What Is Planck’s Constant, and Why Does the Universe Depend on It? – HowStuffWorks


If you're a fan of the Netflix series "Stranger Things," you've seen the climatic season three scene, in which Dustin tries to cajole his brainy long-distance girlfriend Suzie over a ham radio connection into telling him the precise value of something called Planck's constant, which also happens to be the code to open a safe that contains the keys needed to close the gate to a malevolent alternative universe.

But before Suzie will recite the magic number, she exacts a high price: Dustin has to sing the theme song to the movie "The NeverEnding Story."

This may all have led you to wonder: What exactly is Planck's constant, anyway?

The constant devised in 1900 by a German physicist named Max Planck, who would win the 1918 Nobel Prize for his work is a crucial part of quantum mechanics, the branch of physics which deals with the tiny particles that make up matter and the forces involved in their interactions. From computer chips and solar panels to lasers, "it's the physics that explains how everything works."

Planck and other physicists in the late 1800s and early 1900s were trying to understand the difference between classical mechanics that is, the motion of bodies in the observable world around us, described by Sir Isaac Newton in the late 1600s and an invisible world of the ultrasmall, where energy behaves in some ways like a wave and in some ways like a particle, also known as a photon.

"In quantum mechanics, physics works different from our experiences in the macroscopic world," explains Stephan Schlamminger, a physicist for the National Institute of Standards and Technology, by email. As an explanation, he cites the example of a familiar harmonic oscillator, a child on a swing set.

"In classical mechanics, the child can be at any amplitude (height) on the swing's path," Schlamminger says. "The energy that the system has is proportional to the square of the amplitude.
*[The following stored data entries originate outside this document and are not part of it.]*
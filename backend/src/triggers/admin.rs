// Administrative control surface over the registry, engine and capture layer

use chrono::Utc;
use ssm_shared::{
    CacheClearOutcome, EngineStats, EngineToggleOutcome, ExportedConfig, ManualExecutionOutcome,
    ManualExecutionRequest, RegistryStatus, ToggleOutcome, TriggerDetails, TriggerEvent, TriggerList,
    TriggerListFilters, TriggerPriority,
};
use std::sync::Arc;
use tracing::{info, warn};

use super::context::{ExecutionContext, RequestScope};
use super::engine::TriggerEngine;
use super::entity::entity_key;
use super::error::{TriggerError, TriggerResult};
use super::lifecycle::LifecycleCapture;
use super::registry::TriggerRegistry;

#[derive(Clone)]
pub struct TriggerAdmin {
    registry: Arc<TriggerRegistry>,
    engine: Arc<TriggerEngine>,
    capture: Arc<LifecycleCapture>,
}

fn not_found(name: &str) -> TriggerError {
    TriggerError::NotFound(format!("Trigger '{}' not found", name))
}

impl TriggerAdmin {
    pub fn new(registry: Arc<TriggerRegistry>, engine: Arc<TriggerEngine>, capture: Arc<LifecycleCapture>) -> Self {
        Self {
            registry,
            engine,
            capture,
        }
    }

    /// Unknown event or priority filter values are ignored
    pub fn list_triggers(&self, filters: &TriggerListFilters) -> TriggerResult<TriggerList> {
        let event = filters.event.as_deref().and_then(|e| e.parse::<TriggerEvent>().ok());
        let priority = filters
            .priority
            .as_deref()
            .and_then(|p| p.parse::<TriggerPriority>().ok());
        let entity = filters.entity_type.as_deref().map(entity_key);

        let triggers: Vec<_> = self
            .registry
            .get_all_triggers(filters.enabled_only)
            .iter()
            .filter(|t| event.is_none_or(|e| t.event() == e))
            .filter(|t| priority.is_none_or(|p| t.priority() == p))
            .filter(|t| entity.as_deref().is_none_or(|e| entity_key(t.entity_type()) == e))
            .map(|t| t.summary())
            .collect();

        Ok(TriggerList {
            total_count: triggers.len(),
            triggers,
            filters_applied: filters.clone(),
        })
    }

    pub fn get_trigger(&self, name: &str) -> TriggerResult<TriggerDetails> {
        self.registry
            .get(name)
            .map(|t| t.details())
            .ok_or_else(|| not_found(name))
    }

    /// Without an explicit `enable` the current state is flipped
    pub fn toggle(&self, name: &str, enable: Option<bool>) -> TriggerResult<ToggleOutcome> {
        let trigger = self.registry.get(name).ok_or_else(|| not_found(name))?;
        let enable = enable.unwrap_or(!trigger.is_enabled());

        if enable {
            self.registry.enable_trigger(name);
        } else {
            self.registry.disable_trigger(name);
        }

        Ok(ToggleOutcome {
            trigger_name: name.to_string(),
            action: if enable { "enabled" } else { "disabled" }.to_string(),
            enabled: enable,
            timestamp: Utc::now(),
        })
    }

    /// Load the instance from the store and run one trigger against it.
    /// Trigger failures are reported in the results, not as errors.
    pub async fn execute_manually(
        &self,
        name: &str,
        request: &ManualExecutionRequest,
        scope: &RequestScope,
    ) -> TriggerResult<ManualExecutionOutcome> {
        if request.entity_type.trim().is_empty() || request.instance_id.trim().is_empty() {
            return Err(TriggerError::InvalidRequest(
                "entity_type and instance_id are required".to_string(),
            ));
        }
        if self.registry.get(name).is_none() {
            return Err(not_found(name));
        }

        let event = match request.event.as_deref() {
            None => TriggerEvent::Custom,
            Some(raw) => raw.parse::<TriggerEvent>().unwrap_or_else(|e| {
                warn!("{}, running '{}' as custom", e, name);
                TriggerEvent::Custom
            }),
        };

        let instance = self
            .engine
            .store()
            .fetch(&request.entity_type, &request.instance_id)
            .await?
            .ok_or_else(|| {
                TriggerError::NotFound(format!(
                    "{} with id {} not found",
                    request.entity_type, request.instance_id
                ))
            })?;

        let executed_by = scope.actor.as_ref().map(|a| a.id.clone());
        let mut ctx = ExecutionContext::new(event, request.entity_type.clone())
            .with_instance(instance)
            .with_scope(scope);
        ctx.metadata = request.metadata.clone();
        let ctx = ctx
            .with_metadata("manual_execution", true)
            .with_metadata("executed_by", executed_by.clone());

        info!(
            "Manually executing trigger '{}' on {} {}",
            name, request.entity_type, request.instance_id
        );
        let results = self.engine.execute_custom_trigger(name, &ctx).await;

        Ok(ManualExecutionOutcome {
            trigger_name: name.to_string(),
            event,
            entity_type: entity_key(&request.entity_type),
            instance_id: request.instance_id.clone(),
            executed_by,
            execution_results: results.iter().map(|r| r.to_view()).collect(),
            timestamp: Utc::now(),
        })
    }

    pub fn toggle_engine(&self, enable: bool) -> TriggerResult<EngineToggleOutcome> {
        if enable {
            self.engine.enable();
        } else {
            self.engine.disable();
        }
        Ok(EngineToggleOutcome {
            enabled: self.engine.is_enabled(),
            timestamp: Utc::now(),
        })
    }

    pub fn export_config(&self, scope: &RequestScope) -> TriggerResult<ExportedConfig> {
        let mut config = self.registry.export_config();
        config.metadata.export_timestamp = Some(Utc::now());
        config.metadata.exported_by = scope.actor.as_ref().map(|a| a.id.clone());
        Ok(config)
    }

    /// Drop pending lifecycle snapshots and the registry lookup cache
    pub fn clear_cache(&self) -> TriggerResult<CacheClearOutcome> {
        let snapshots_cleared = self.capture.clear_cache();
        self.registry.clear_cache();
        info!("Trigger caches cleared ({} snapshots)", snapshots_cleared);

        Ok(CacheClearOutcome {
            message: "Trigger caches cleared".to_string(),
            snapshots_cleared,
            timestamp: Utc::now(),
        })
    }

    pub fn registry_status(&self) -> TriggerResult<RegistryStatus> {
        Ok(RegistryStatus {
            registry_stats: self.registry.get_registry_stats(),
            engine_stats: self.engine.stats(),
            capture: self.capture.status(),
            registry_health: self.registry.health_check(),
            engine_health: self.engine.health_check(),
            timestamp: Utc::now(),
        })
    }

    pub fn engine_stats(&self) -> TriggerResult<EngineStats> {
        Ok(self.engine.stats())
    }
}
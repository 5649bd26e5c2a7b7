mod common;

use serde::{Deserialize, Serialize};

use common::{bootstrap, bootstrap_with, succeed, test_settings, widget};
use ssm_backend::config::TriggerSettings;
use ssm_backend::triggers::actions::presets::{audit_log, update_field};
use ssm_backend::triggers::conditions::presets::{on_create, status_changed_to};
use ssm_backend::triggers::{
    Actor, Entity, EntitySchema, EntitySnapshot, FieldType, PredicateCondition, RequestScope, SchemaRegistry,
    TriggerDefinition, TriggerEvent, TriggerPriority,
};

#[derive(Debug, Clone, PartialEq, Serialize, Deserialize)]
struct Widget {
    id: String,
    status: String,
    approved: bool,
}

impl Entity for Widget {
    const ENTITY_TYPE: &'static str = "Widget";

    fn entity_id(&self) -> Option<String> {
        Some(self.id.clone())
    }
}

fn widget_schema() -> SchemaRegistry {
    SchemaRegistry::new().with(
        EntitySchema::new("Widget")
            .field("id", FieldType::String)
            .field("status", FieldType::String)
            .field("approved", FieldType::Boolean),
    )
}

#[tokio::test]
async fn test_status_activation_approves_widget() {
    let (system, store) = bootstrap_with(
        test_settings(),
        widget_schema(),
        vec![
            TriggerDefinition::new("approve_on_activation", TriggerEvent::PostSave, "Widget")
                .with_priority(TriggerPriority::Critical)
                .with_condition(status_changed_to("active"))
                .with_action(update_field("approved", true)),
        ],
    );

    let draft = Widget {
        id: "w1".to_string(),
        status: "draft".to_string(),
        approved: false,
    };
    store.insert(EntitySnapshot::capture(&draft).unwrap()).await.unwrap();

    let scope = RequestScope::for_actor(Actor::new("u-1"));
    let active = EntitySnapshot::capture(&Widget {
        status: "active".to_string(),
        ..draft
    })
    .unwrap();

    let pre = system.capture.notify_pre_mutation(&active, &scope).await;
    assert!(pre.is_empty());
    assert_eq!(system.capture.cache_size(), 1);

    store.insert(active.clone()).await.unwrap();
    let results = system.capture.notify_post_mutation(&active, false, None, &scope).await;

    assert_eq!(results.len(), 1);
    assert!(results[0].success);
    assert_eq!(results[0].modified_fields, vec!["approved".to_string()]);
    assert_eq!(system.capture.cache_size(), 0);

    let saved: Widget = store.get("Widget", "w1").await.unwrap().restore().unwrap();
    assert!(saved.approved);
}

#[tokio::test]
async fn test_unchanged_status_does_not_fire() {
    let (system, store) = bootstrap(vec![
        TriggerDefinition::new("approve_on_activation", TriggerEvent::PostSave, "Widget")
            .with_condition(status_changed_to("active"))
            .with_action(update_field("approved", true)),
    ]);
    store.insert(widget("w1", "active")).await.unwrap();

    let scope = RequestScope::system();
    let same = widget("w1", "active").with_field("quantity", 3);
    system.capture.notify_pre_mutation(&same, &scope).await;
    let results = system.capture.notify_post_mutation(&same, false, Some(vec!["quantity".into()]), &scope).await;

    assert!(results[0].is_skipped());
    assert_eq!(store.get("Widget", "w1").await.unwrap().get_bool("approved"), Some(false));
}

#[tokio::test]
async fn test_creation_has_no_previous_snapshot() {
    let (system, _) = bootstrap(vec![
        TriggerDefinition::new("welcome", TriggerEvent::PostSave, "Widget")
            .with_condition(on_create())
            .with_condition(PredicateCondition::new("no previous state", |ctx| ctx.previous.is_none()))
            .with_action(succeed("welcomed")),
    ]);

    let scope = RequestScope::system();
    let created = widget("w9", "draft");
    let results = system.capture.notify_post_mutation(&created, true, None, &scope).await;
    assert_eq!(results[0].message.as_deref(), Some("welcomed"));

    let updated = system.capture.notify_post_mutation(&created, false, None, &scope).await;
    assert!(updated[0].is_skipped());
}

#[tokio::test]
async fn test_delete_events_carry_only_current_state() {
    let only_instance = |ctx: &ssm_backend::triggers::ExecutionContext| ctx.previous.is_none() && ctx.instance.is_some();
    let (system, store) = bootstrap(vec![
        TriggerDefinition::new("before_delete", TriggerEvent::PreDelete, "Widget")
            .with_condition(PredicateCondition::new("current only", only_instance))
            .with_action(succeed("pre")),
        TriggerDefinition::new("after_delete", TriggerEvent::PostDelete, "Widget")
            .with_condition(PredicateCondition::new("current only", only_instance))
            .with_action(audit_log("widget_deleted")),
    ]);

    let scope = RequestScope::for_actor(Actor::new("u-2"));
    let doomed = widget("w3", "retired");

    let pre = system.capture.notify_pre_delete(&doomed, &scope).await;
    assert_eq!(pre[0].message.as_deref(), Some("pre"));

    let post = system.capture.notify_post_delete(&doomed, &scope).await;
    assert!(post[0].success);

    let logs = store.records_of("activity_log").await;
    assert_eq!(logs.len(), 1);
    assert_eq!(logs[0].get_str("user_id"), Some("u-2"));
    assert_eq!(logs[0].get_str("action_type"), Some("widget_deleted"));
}

#[tokio::test]
async fn test_bulk_and_custom_metadata() {
    let (system, _) = bootstrap(vec![
        TriggerDefinition::new("bulk", TriggerEvent::PostBulkUpdate, "Widget")
            .with_condition(PredicateCondition::new("three ids", |ctx| {
                ctx.metadata.get("bulk_count").and_then(|v| v.as_u64()) == Some(3)
            }))
            .with_action(succeed("bulk")),
        TriggerDefinition::new("recount", TriggerEvent::Custom, "Widget")
            .with_condition(PredicateCondition::new("recount event", |ctx| {
                ctx.metadata.get("custom_event").and_then(|v| v.as_str()) == Some("recount")
            }))
            .with_action(succeed("custom")),
    ]);
    let scope = RequestScope::system();

    let batch = vec![widget("a", "x"), widget("b", "x"), widget("c", "x")];
    let results = system
        .capture
        .notify_bulk(TriggerEvent::PostBulkUpdate, "Widget", &batch, &scope)
        .await;
    assert_eq!(results[0].message.as_deref(), Some("bulk"));

    let ignored = system.capture.notify_bulk(TriggerEvent::PostSave, "Widget", &batch, &scope).await;
    assert!(ignored.is_empty());

    let results = system
        .capture
        .notify_custom("recount", &widget("a", "x"), Default::default(), &scope)
        .await;
    assert_eq!(results[0].message.as_deref(), Some("custom"));
}

#[tokio::test]
async fn test_snapshot_cache_is_bounded() {
    let settings = TriggerSettings {
        snapshot_cache_capacity: 2,
        ..test_settings()
    };
    let (system, store) = bootstrap_with(settings, SchemaRegistry::new(), Vec::new());
    let scope = RequestScope::system();

    for id in ["1", "2", "3"] {
        store.insert(widget(id, "draft")).await.unwrap();
        system.capture.notify_pre_mutation(&widget(id, "active"), &scope).await;
    }

    let status = system.capture.status();
    assert_eq!(status.cache_size, 2);
    assert_eq!(status.cache_capacity, Some(2));
    assert_eq!(system.capture.clear_cache(), 2);
}

#[tokio::test]
async fn test_disabled_capture_is_silent() {
    let (system, store) = bootstrap(vec![
        TriggerDefinition::new("any", TriggerEvent::PostSave, "Widget").with_action(succeed("ran")),
    ]);
    store.insert(widget("w1", "draft")).await.unwrap();
    let scope = RequestScope::system();

    system.capture.disable();
    assert!(system.capture.notify_pre_mutation(&widget("w1", "active"), &scope).await.is_empty());
    assert!(system.capture.notify_post_mutation(&widget("w1", "active"), false, None, &scope).await.is_empty());
    assert_eq!(system.capture.cache_size(), 0);

    system.capture.enable();
    let results = system.capture.notify_post_mutation(&widget("w1", "active"), false, None, &scope).await;
    assert_eq!(results.len(), 1);
}
//! HTTP solver client using the JSON history protocol.

use std::time::Duration;

use async_trait::async_trait;
use tracing::{debug, info, instrument, warn};

use super::{GuessResponse, Solver, SolverError};
use crate::config::{BotConfig, DEFAULT_SOLVER_URL};
use crate::guess::GuessRecord;

/// Solver reached over HTTP.
///
/// Each request POSTs the history as a JSON array of `{word, clue}` objects
/// and expects `{"guess": "..."}` back.
#[derive(Debug, Clone)]
pub struct HttpSolver {
    url: String,
    client: reqwest::Client,
}

impl HttpSolver {
    /// Creates a client for `url` with no request timeout.
    #[instrument(skip(url), fields(url = %url.as_ref()))]
    pub fn new(url: impl AsRef<str>) -> Self {
        info!("Creating HTTP solver client");
        Self {
            url: url.as_ref().to_string(),
            client: reqwest::Client::new(),
        }
    }

    /// Creates a client for `url` whose requests fail after `timeout`.
    #[instrument(skip(url), fields(url = %url.as_ref()))]
    pub fn with_timeout(url: impl AsRef<str>, timeout: Duration) -> Result<Self, SolverError> {
        info!("Creating HTTP solver client with timeout");
        let client = reqwest::Client::builder().timeout(timeout).build()?;
        Ok(Self {
            url: url.as_ref().to_string(),
            client,
        })
    }

    /// Creates a client from the bot configuration.
    #[instrument(skip(config))]
    pub fn from_config(config: &BotConfig) -> Result<Self, SolverError> {
        match config.timeout() {
            Some(timeout) => Self::with_timeout(config.solver_url(), timeout),
            None => Ok(Self::new(config.solver_url())),
        }
    }

    /// Endpoint this client posts to.
    pub fn url(&self) -> &str {
        &self.url
    }
}

impl Default for HttpSolver {
    fn default() -> Self {
        Self::new(DEFAULT_SOLVER_URL)
    }
}

#[async_trait]
impl Solver for HttpSolver {
    #[instrument(skip(self, history), fields(url = %self.url, rounds = history.len()))]
    async fn next_guess(&self, history: &[GuessRecord]) -> Result<String, SolverError> {
        debug!("Sending solver request");

        let response = self
            .client
            .post(&self.url)
            .header("Content-Type", "application/json")
            .json(history)
            .send()
            .await
            .map_err(|e| {
                warn!(error = %e, "Solver request failed");
                SolverError::new(e.to_string())
            })?;

        let status = response.status();
        debug!(status = %status, "Got solver response");

        if !status.is_success() {
            let body = match response.text().await {
                Ok(body) => body,
                Err(e) => {
                    warn!(error = %e, "Failed to read solver error body");
                    String::new()
                }
            };
            warn!(status = %status, body = %body, "Solver returned error status");
            let message = if body.trim().is_empty() {
                format!("HTTP {}", status)
            } else {
                body
            };
            return Err(SolverError::new(message));
        }

        let body: GuessResponse = response.json().await.map_err(|e| {
            warn!(error = %e, "Failed to decode solver response");
            SolverError::new(format!("Failed to decode solver response: {}", e))
        })?;

        info!(guess = %body.guess, "Solver proposed next guess");
        Ok(body.guess)
    }
}
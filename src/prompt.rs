//! Line-oriented front end: read clue strings from a reader, print to a writer.

use std::io::{BufRead, Write};

use anyhow::Result;
use tracing::{debug, info, instrument, warn};

use crate::clue::{self, ClueString};
use crate::config::SessionConfig;
use crate::session::{Phase, SessionController};
use crate::solver::Solver;

/// Plays one session, reading a clue per round from `input`.
///
/// Each round prints the candidate word and waits for a line such as
/// `gxyxx`. Returns the phase the session ended in; end of input leaves the
/// session where it was.
#[instrument(skip_all)]
pub async fn run_prompt<S, R, W>(
    solver: &S,
    config: SessionConfig,
    mut input: R,
    mut output: W,
) -> Result<Phase>
where
    S: Solver + ?Sized,
    R: BufRead,
    W: Write,
{
    let mut controller = SessionController::new(config);

    writeln!(output, "Loading first guess...")?;
    controller.start(solver).await?;

    if controller.phase() == Phase::Loading {
        let message = controller.state().error().unwrap_or("Failed to load first guess");
        writeln!(output, "Error: {}", message)?;
        return Ok(Phase::Loading);
    }

    let mut line = String::new();
    while controller.phase() == Phase::AwaitingInput {
        let state = controller.state();
        if let Some(error) = state.error() {
            writeln!(output, "Error: {}", error)?;
        }
        writeln!(
            output,
            "Guess #{}: {}",
            state.guess_number(),
            state.candidate().to_uppercase()
        )?;
        write!(output, "Clue (x = absent, y = misplaced, g = correct)> ")?;
        output.flush()?;

        line.clear();
        if input.read_line(&mut line)? == 0 {
            info!("Input closed");
            writeln!(output)?;
            return Ok(controller.phase());
        }

        let clue: ClueString = match line.trim().parse() {
            Ok(clue) => clue,
            Err(e) => {
                debug!(error = %e, "Rejected clue text");
                writeln!(output, "{}", e)?;
                continue;
            }
        };

        if let Err(e) = controller.set_marks(&clue::decode(&clue)) {
            debug!(error = %e, "Rejected clue length");
            writeln!(output, "{}", e)?;
            continue;
        }

        if let Err(e) = controller.submit(solver).await {
            warn!(error = %e, "Submit rejected");
        }
    }

    for (index, record) in controller.state().history().iter().enumerate() {
        writeln!(
            output,
            "Guess #{}: {} {}",
            index + 1,
            record.word().to_uppercase(),
            record.clue()
        )?;
    }

    match controller.phase() {
        Phase::Solved => {
            let message = controller.state().success().unwrap_or_default();
            writeln!(output, "{}", message)?;
        }
        _ => {
            let message = controller.state().error().unwrap_or_default();
            writeln!(output, "{}", message)?;
        }
    }

    Ok(controller.phase())
}
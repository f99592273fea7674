//! Guess/clue session state machine.

mod controller;
mod error;
mod phase;
mod round;

pub use controller::{NOT_SOLVED_MESSAGE, SOLVED_MESSAGE, SessionController, SessionState};
pub use error::SessionError;
pub use phase::Phase;
pub use round::{PendingRound, SubmitDecision};
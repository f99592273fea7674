//! Per-letter clue marks and their `x`/`y`/`g` wire encoding.
//!
//! A [`LetterMark`] is what the player sets on each letter box. A
//! [`ClueString`] is the same information in the alphabet the solver
//! consumes. The mapping is total in both directions.

use std::fmt;
use std::str::FromStr;

use derive_more::{Display, Error};
use serde::{Deserialize, Deserializer, Serialize, Serializer};
use strum::EnumIter;
use tracing::instrument;

/// Feedback the player observed for one letter of a guess.
#[derive(Debug, Clone, Copy, PartialEq, Eq, Hash, Default, EnumIter, strum::Display)]
pub enum LetterMark {
    /// Letter is not in the word (or not yet marked).
    #[default]
    Unknown,
    /// Letter is in the word but in another position.
    Misplaced,
    /// Letter is in the word at this position.
    Correct,
}

impl LetterMark {
    /// Returns the next mark in the Unknown → Misplaced → Correct → Unknown cycle.
    pub fn next(self) -> Self {
        match self {
            Self::Unknown => Self::Misplaced,
            Self::Misplaced => Self::Correct,
            Self::Correct => Self::Unknown,
        }
    }

    /// Returns the wire code for this mark.
    pub fn code(self) -> ClueCode {
        match self {
            Self::Unknown => ClueCode::X,
            Self::Misplaced => ClueCode::Y,
            Self::Correct => ClueCode::G,
        }
    }
}

/// A single character of the solver's clue alphabet.
#[derive(Debug, Clone, Copy, PartialEq, Eq, Hash)]
pub enum ClueCode {
    /// `x`: letter absent.
    X,
    /// `y`: letter present, wrong position.
    Y,
    /// `g`: letter present, right position.
    G,
}

impl ClueCode {
    /// Returns the lowercase wire character.
    pub fn as_char(self) -> char {
        match self {
            Self::X => 'x',
            Self::Y => 'y',
            Self::G => 'g',
        }
    }

    /// Parses a wire character, ignoring case.
    pub fn from_char(c: char) -> Option<Self> {
        match c.to_ascii_lowercase() {
            'x' => Some(Self::X),
            'y' => Some(Self::Y),
            'g' => Some(Self::G),
            _ => None,
        }
    }

    /// Returns the mark this code stands for.
    pub fn mark(self) -> LetterMark {
        match self {
            Self::X => LetterMark::Unknown,
            Self::Y => LetterMark::Misplaced,
            Self::G => LetterMark::Correct,
        }
    }
}

impl fmt::Display for ClueCode {
    fn fmt(&self, f: &mut fmt::Formatter<'_>) -> fmt::Result {
        write!(f, "{}", self.as_char())
    }
}

/// Wire encoding of a full mark sequence, e.g. `gxyxx`.
#[derive(Debug, Clone, PartialEq, Eq, Hash, Default)]
pub struct ClueString(Vec<ClueCode>);

impl ClueString {
    /// Returns the codes in positional order.
    pub fn codes(&self) -> &[ClueCode] {
        &self.0
    }

    /// Number of positions.
    pub fn len(&self) -> usize {
        self.0.len()
    }

    /// Returns true if the clue has no positions.
    pub fn is_empty(&self) -> bool {
        self.0.is_empty()
    }

    /// Returns true if every position is `g`.
    pub fn is_solved(&self) -> bool {
        is_solved(self)
    }
}

impl From<Vec<ClueCode>> for ClueString {
    fn from(codes: Vec<ClueCode>) -> Self {
        Self(codes)
    }
}

impl fmt::Display for ClueString {
    fn fmt(&self, f: &mut fmt::Formatter<'_>) -> fmt::Result {
        for code in &self.0 {
            write!(f, "{}", code)?;
        }
        Ok(())
    }
}

impl FromStr for ClueString {
    type Err = ClueError;

    fn from_str(s: &str) -> Result<Self, Self::Err> {
        s.chars()
            .enumerate()
            .map(|(position, found)| {
                ClueCode::from_char(found).ok_or(ClueError::InvalidCode { position, found })
            })
            .collect::<Result<Vec<_>, _>>()
            .map(Self)
    }
}

impl Serialize for ClueString {
    fn serialize<S: Serializer>(&self, serializer: S) -> Result<S::Ok, S::Error> {
        serializer.collect_str(self)
    }
}

impl<'de> Deserialize<'de> for ClueString {
    fn deserialize<D: Deserializer<'de>>(deserializer: D) -> Result<Self, D::Error> {
        let raw = String::deserialize(deserializer)?;
        raw.parse().map_err(serde::de::Error::custom)
    }
}

/// Error parsing clue text.
#[derive(Debug, Clone, Copy, PartialEq, Eq, Display, Error)]
pub enum ClueError {
    /// A character outside `x`, `y`, `g`.
    #[display("Invalid clue character '{found}' at position {position}; expected x, y, or g")]
    InvalidCode {
        /// Zero-based position of the offending character.
        position: usize,
        /// The character that was found.
        found: char,
    },
}

/// Encodes marks positionally into a [`ClueString`].
#[instrument(level = "trace")]
pub fn encode(marks: &[LetterMark]) -> ClueString {
    ClueString(marks.iter().map(|mark| mark.code()).collect())
}

/// Decodes a [`ClueString`] back into marks.
#[instrument(level = "trace")]
pub fn decode(clue: &ClueString) -> Vec<LetterMark> {
    clue.codes().iter().map(|code| code.mark()).collect()
}

/// True iff the clue is non-empty and every code is `g`.
pub fn is_solved(clue: &ClueString) -> bool {
    !clue.is_empty() && clue.codes().iter().all(|code| *code == ClueCode::G)
}
//! Outcome of the pure half of a submission.

use derive_new::new;

use crate::guess::GuessRecord;

/// What [`SessionController::begin_submit`](super::SessionController::begin_submit) decided.
#[derive(Debug)]
pub enum SubmitDecision {
    /// Budget exhausted; the session is now `Failed` and no request is needed.
    Exhausted,
    /// The session is now `Submitting`; send the request and report back.
    Request(PendingRound),
}

/// A submission waiting on the solver.
///
/// Hand it back to
/// [`SessionController::finish_submit`](super::SessionController::finish_submit)
/// together with the solver's result.
#[derive(Debug, Clone, new)]
pub struct PendingRound {
    record: GuessRecord,
    request: Vec<GuessRecord>,
    final_attempt: bool,
}

impl PendingRound {
    /// The tentative record for this round.
    pub fn record(&self) -> &GuessRecord {
        &self.record
    }

    /// Full history to send, ending with the tentative record.
    pub fn request(&self) -> &[GuessRecord] {
        &self.request
    }

    /// True if this is the last attempt the budget allows.
    pub fn is_final_attempt(&self) -> bool {
        self.final_attempt
    }

    pub(super) fn into_record(self) -> GuessRecord {
        self.record
    }
}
Hence, the child can swing at any continuous range of energies from zero up to a certain point."

But when you get down to the level of quantum mechanics, things behave differently. "The amount of energy that an oscillator could have is discrete, like rungs on a ladder," Schlamminger says. "The energy levels are separated by h times f, where f is the frequency of the photon a particle of light an electron would release or absorb to go from one energy level to another."

In this 2016 video, another NIST physicist, Darine El Haddad, explains Planck's constant using the metaphor of putting sugar in coffee. "In classical mechanics, energy is continuous, meaning if I take my sugar dispenser, I can pour any amount of sugar into my coffee," she says. "Any amount of energy is OK."

"But Max Planck found something very different when he looked deeper, she explains in the video. "Energy is quantized, or it's discrete, meaning I can only add one sugar cube or two or three. Only a certain amount of energy is allowed."

Planck's constant defines the amount of energy that a photon can carry, according to the frequency of the wave in which it travels.

Electromagnetic radiation and elementary particles "display intrinsically both particle and wave properties," explains Fred Cooper, an external professor at the Santa Fe Institute, an independent research center in New Mexico, by email. "The fundamental constant which connects these two aspects of these entities is Planck's constant. Electromagnetic energy cannot be transferred continuously but is transferred by discrete photons of light whose energy E is given by E = hf, where h is Planck's constant, and f is the frequency of the light."

One of the confusing things for nonscientists about Planck's constant is that the value assigned to it has changed by tiny amounts over time. Back in 1985, the accepted value was h = 6.626176 x 10-34 Joule-seconds. The current calculation, done in 2018, is h = 6.62607015 x 10-34 Joule-seconds.

"While these fundamental constants are fixed in the fabric of the universe, we humans don't know their exact values," Schlamminger explains. "We have to build experiments to measure these fundamental constants to the best of humankind's ability. Our knowledge comes from a few experiments that were averaged to produce a mean value for the Planck constant."

To measure Planck's constant, scientists have used two different experiments theKibble balance and the X-ray crystal density (XRCD) method, and over time, they've developed a better understanding of how to get a more precise number. "When a new number is published, the experimenters put forward their best number as well as their best calculation of the uncertainty in their measurement," Schlamminger says. "The true, but unknown value of the constant, should hopefully lie in the interval of plus/minus the uncertainty around the published number, with a certain statistical probability." At this point, "we are confident that the true value is not far off. The Kibble balance and the XRCD method are so different that it would be a major coincidence that both ways agree so well by chance."

That tiny imprecision in scientists' calculations isn't a big deal in the scheme of things. But if Planck's constant was a significantly bigger or smaller number, "all the world around us would be completely different," explains Martin Fraas, an assistant professor in mathematics at Virginia Tech, by email. If the value of the constant was increased, for example, stable atoms might be many times bigger than stars.

The size of a kilogram, which came into force on May 20, 2019, as agreed upon by the International Bureau of Weights and Measures (whose French acronym is BIPM) is now based upon Planck's constant.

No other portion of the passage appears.